Cinéma au conseil départemental.
Hier nous étions invités à la projection de deux courts-métrages à l’amphithéâtre Badinter : Side to side et Auxiliaire, deux films ayant trait au handicap et aux accompagnants/aidants.
Le premier retraçait un voyage en side-car jusqu’en Iran avec un hémiplégique : ils pensaient que c’était impossible, alors ils l’ont fait ! Et le handicap était quasiment oublié, symbole d’une parfaite réussite de l’aventure.
Le deuxième film nous montrait le couple que formait un handicapé et son auxiliaire de vie, les rapports de complicité, la franchise indispensable dans les relations et surtout l’humour qui présidait à leur relation, qui ont failli se dégrader lorsque l’auxiliaire envisageait de partir pour une croisière d’un an.

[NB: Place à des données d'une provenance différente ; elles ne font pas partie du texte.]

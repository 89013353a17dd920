//! Generation-guarded state for fetched lists.
//!
//! DESIGN
//! ======
//! Every load hands out a ticket. Only the response carrying the latest
//! ticket is applied, so a slow response to an old filter can never
//! overwrite the result of a newer one. Errors are logged and degrade to an
//! empty list rather than blocking the page.
//!
//! A fresh list counts as pending: pages start their first load from a
//! client-side effect, so the server render shows the spinner, never the
//! empty-state text.

#[cfg(test)]
#[path = "fetch_test.rs"]
mod fetch_test;

use crate::net::api::ApiError;

#[derive(Clone, Debug)]
pub struct ListState<T> {
    pub items: Vec<T>,
    pub loading: bool,
    pub error: Option<String>,
    generation: u64,
}

impl<T> Default for ListState<T> {
    fn default() -> Self {
        Self { items: Vec::new(), loading: true, error: None, generation: 0 }
    }
}

impl<T> ListState<T> {
    /// Mark a new load in flight and return its ticket.
    pub fn begin_load(&mut self) -> u64 {
        self.generation += 1;
        self.loading = true;
        self.generation
    }

    /// Apply a response. Returns `false` (and changes nothing) when `ticket`
    /// belongs to a superseded load.
    pub fn finish(&mut self, ticket: u64, result: Result<Vec<T>, ApiError>) -> bool {
        if ticket != self.generation {
            return false;
        }
        self.loading = false;
        match result {
            Ok(items) => {
                self.items = items;
                self.error = None;
            }
            Err(e) => {
                leptos::logging::warn!("list fetch failed: {e}");
                self.items.clear();
                self.error = Some(e.to_string());
            }
        }
        true
    }

    /// Drop the current items and orphan any load in flight.
    pub fn invalidate(&mut self) {
        self.generation += 1;
        self.loading = false;
        self.items.clear();
        self.error = None;
    }

    #[must_use]
    pub fn is_empty(&self) -> bool {
        !self.loading && self.items.is_empty()
    }
}

/// Which of the three list renderings applies.
#[derive(Clone, Copy, Debug, PartialEq, Eq)]
pub enum ListView {
    Loading,
    Empty,
    Items,
}

impl<T> ListState<T> {
    #[must_use]
    pub fn view(&self) -> ListView {
        if self.loading {
            ListView::Loading
        } else if self.items.is_empty() {
            ListView::Empty
        } else {
            ListView::Items
        }
    }
}

/// A single fetched record: loading, present, or absent.
#[derive(Clone, Debug)]
pub enum ItemState<T> {
    Loading,
    Found(T),
    Missing,
}

impl<T> Default for ItemState<T> {
    fn default() -> Self {
        Self::Loading
    }
}

impl<T> ItemState<T> {
    /// Any failure, including a 404, renders as missing.
    pub fn from_result(result: Result<T, ApiError>) -> Self {
        match result {
            Ok(item) => Self::Found(item),
            Err(e) => {
                leptos::logging::warn!("fetch failed: {e}");
                Self::Missing
            }
        }
    }
}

Finalement, l’attachement a été le plus fort et il a renoncé à sa croisière (si j’ai bien compris), d’ailleurs il était présent dans la salle avec le réalisateur.
Je suis intervenu en disant que l’accompagnement devait commencer dès l’école pour les handicapés de naissance, et pour cela il faudrait rendre visibles et reconnaître les AESH (Accompagnants d’Elèves en Situation de Handicap) tout en en recrutant massivement.
Parmi les invités à la table ronde il y avait l’ancien maître de Maeva en UPI que je suis allé saluer et lui dire qu’elle ne l’avait pas oublié. A l’époque il se déplaçait avec de cannes anglaises, maintenant il est en fauteuil motorisé : la sclérose en plaques l’a bien diminué et il nous a expliqué qu’il avait besoin d’être aidé dans ses tâches quotidiennes.
Un après-midi humainement enrichissant.
Et ce n’est pas fini...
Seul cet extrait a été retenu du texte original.